Their first born child, their only son disappears, and they just…have another child only two years later? To what, replace him?
When Dazai had vanished from the Port Mafia, Chuuya waited four years, holding onto the love he harboured for the man as each day passed, not wavering one bit. He had never found himself searching for love from anyone else, knowing that it would never be the same.
And no, it isn’t the same, he knows that.
If not for two years, Chuuya can’t expect them to wait seventeen. Seventeen years only to find out that their son has known of them for the last three. But at the present time, they don’t even know he exists.
Present time, Kage exists in his family, his sister. His fucking biological sister. Just knowing she exists feels different from how he sees Kouyou. His older sister figure. Kage was younger than him, she was his own blood, and she doesn’t even know he exists.
Chuuya exists only in their memory, under a different surname.
The thought is humorous, but he can’t help but wonder if they’d ever heard of Yokohama, of the Port Mafia. To them, his organisation was like some sort of myth, an encounter they’d never have to make.

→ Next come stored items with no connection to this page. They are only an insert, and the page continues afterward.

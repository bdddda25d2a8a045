//! Output Processing and Segmentation
//!
//! Turns raw console bytes into fragments. The processor keeps the state a
//! byte stream needs (half-read escape sequences, the unterminated last
//! line, a trailing carriage return) and emits a fragment only once a line
//! is complete. The one exception is the prompt, which the console prints
//! without a newline: an unterminated tail that matches the prompt pattern
//! is emitted as a [`Fragment::Prompt`].

use serde::Serialize;

use super::ansi::AnsiStripper;
use super::events::{scan_line, ConsoleEvent};
use super::prompt::PromptDetector;
use super::structure::{collect_errors, is_error_banner, structure};
use crate::models::StructuredData;

/// Upper bound on an unterminated line before it is force-flushed
const MAX_PENDING_LINE: usize = 1024 * 1024;

/// A parsed unit of console output
#[derive(Debug, Clone, PartialEq, Eq, Serialize)]
#[serde(tag = "type", content = "value", rename_all = "snake_case")]
pub enum Fragment {
    /// Ordinary output line
    Line(String),
    /// The console's ready prompt
    Prompt(String),
    /// Line reporting an error
    ErrorBanner(String),
    /// Lifecycle banner for a session or job
    Event(ConsoleEvent),
}

/// Stateful line assembler for one console stream
#[derive(Debug)]
pub struct OutputProcessor {
    stripper: AnsiStripper,
    prompts: PromptDetector,
    /// Current line being built
    pending: String,
    /// A `\r` ended the previous chunk
    pending_cr: bool,
}

impl OutputProcessor {
    pub fn new(prompts: PromptDetector) -> Self {
        Self {
            stripper: AnsiStripper::new(),
            prompts,
            pending: String::new(),
            pending_cr: false,
        }
    }

    /// Feed a chunk of raw bytes
    pub fn process_chunk(&mut self, bytes: &[u8]) -> Vec<Fragment> {
        let text = self.stripper.strip(bytes);
        let mut fragments = Vec::new();

        for c in text.chars() {
            if self.pending_cr {
                self.pending_cr = false;
                if c != '\n' {
                    // Lone carriage return redraws the line
                    self.pending.clear();
                }
            }
            match c {
                '\n' => {
                    let line = std::mem::take(&mut self.pending);
                    self.classify_line(line, &mut fragments);
                }
                '\r' => self.pending_cr = true,
                _ => self.pending.push(c),
            }
            if self.pending.len() >= MAX_PENDING_LINE {
                let line = std::mem::take(&mut self.pending);
                self.classify_line(line, &mut fragments);
            }
        }

        if !self.pending.is_empty() && self.prompts.is_prompt(&self.pending) {
            fragments.push(Fragment::Prompt(std::mem::take(&mut self.pending)));
            self.pending_cr = false;
        }

        fragments
    }

    fn classify_line(&self, line: String, fragments: &mut Vec<Fragment>) {
        let events = scan_line(&line);
        if !events.is_empty() {
            fragments.extend(events.into_iter().map(Fragment::Event));
        } else if self.prompts.is_prompt(&line) {
            fragments.push(Fragment::Prompt(line));
        } else if is_error_banner(&line) {
            fragments.push(Fragment::ErrorBanner(line));
        } else {
            fragments.push(Fragment::Line(line));
        }
    }

    /// Unconsumed text of the current line
    pub fn pending(&self) -> &str {
        &self.pending
    }

    /// Take the unterminated tail, e.g. when a deadline expires
    pub fn take_pending(&mut self) -> String {
        self.pending_cr = false;
        std::mem::take(&mut self.pending)
    }

    pub fn prompts(&self) -> &PromptDetector {
        &self.prompts
    }

    /// Forget all buffered state
    pub fn reset(&mut self) {
        self.stripper.reset();
        self.pending.clear();
        self.pending_cr = false;
    }
}

/// Result of parsing a complete buffer
#[derive(Debug, Clone, PartialEq, Eq)]
pub struct ParsedOutput {
    pub fragments: Vec<Fragment>,
    /// Text after the last line terminator that was not a prompt
    pub remainder: String,
    /// Output lines and error banners, newline-joined
    pub text: String,
    pub structured: Option<StructuredData>,
    pub errors: Vec<String>,
}

/// Stateless parser over complete buffers
///
/// Every call starts from a fresh [`OutputProcessor`], so the same input
/// always yields the same fragments.
#[derive(Debug, Clone, Default)]
pub struct OutputParser {
    prompts: PromptDetector,
}

impl OutputParser {
    pub fn new(prompts: PromptDetector) -> Self {
        Self { prompts }
    }

    pub fn parse(&self, raw: &[u8]) -> ParsedOutput {
        let mut processor = OutputProcessor::new(self.prompts.clone());
        let fragments = processor.process_chunk(raw);
        let remainder = processor.take_pending();

        let text = fragments
            .iter()
            .filter_map(|f| match f {
                Fragment::Line(l) | Fragment::ErrorBanner(l) => Some(l.as_str()),
                _ => None,
            })
            .collect::<Vec<_>>()
            .join("\n");

        let structured = structure(&text);
        let errors = collect_errors(&text);

        ParsedOutput {
            fragments,
            remainder,
            text,
            structured,
            errors,
        }
    }
}

/// A page of output cut to a size limit
#[derive(Debug, Clone, PartialEq, Eq, Serialize)]
pub struct Page {
    pub output: String,
    pub truncated: bool,
    pub total_length: usize,
    pub showing_length: usize,
}

/// Truncate `text` to at most `max_len` bytes, preferring a line boundary
/// when one lies in the last fifth of the page
pub fn paginate(text: &str, max_len: usize) -> Page {
    if text.len() <= max_len {
        return Page {
            output: text.to_string(),
            truncated: false,
            total_length: text.len(),
            showing_length: text.len(),
        };
    }

    let mut cut = max_len;
    while !text.is_char_boundary(cut) {
        cut -= 1;
    }
    let mut page = &text[..cut];
    if let Some(last_newline) = page.rfind('\n') {
        if last_newline * 5 > max_len * 4 {
            page = &page[..last_newline];
        }
    }

    Page {
        output: page.to_string(),
        truncated: true,
        total_length: text.len(),
        showing_length: page.len(),
    }
}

He wonders if they’ve ever heard of the Sheep. A group of rag-tag teenage juveniles making a life for themselves in the wreckage of the explosion that (while they would never know) he had caused.
How funny would that be, they’d never know that the tales of Arahabaki were all actually just their alledgedly dead son playing timebomb.
He watches as his mother and Kage head inside, and Chuuya watches with a solemn expression. He can’t feel regret, as there is no point in time where he was conscious to make a choice that would have made any difference. From the beginning he was destined to be separated from his blood family.
Perhaps one day he’d finally muster up the courage to say something to them.
But today was not that day.
Sighing, Chuuya kicks up the stand on his bike, revving the engine as it whirrs back to life. For now, he has another family back in Yokohama. And while they may not be blood, they’re his own nonetheless.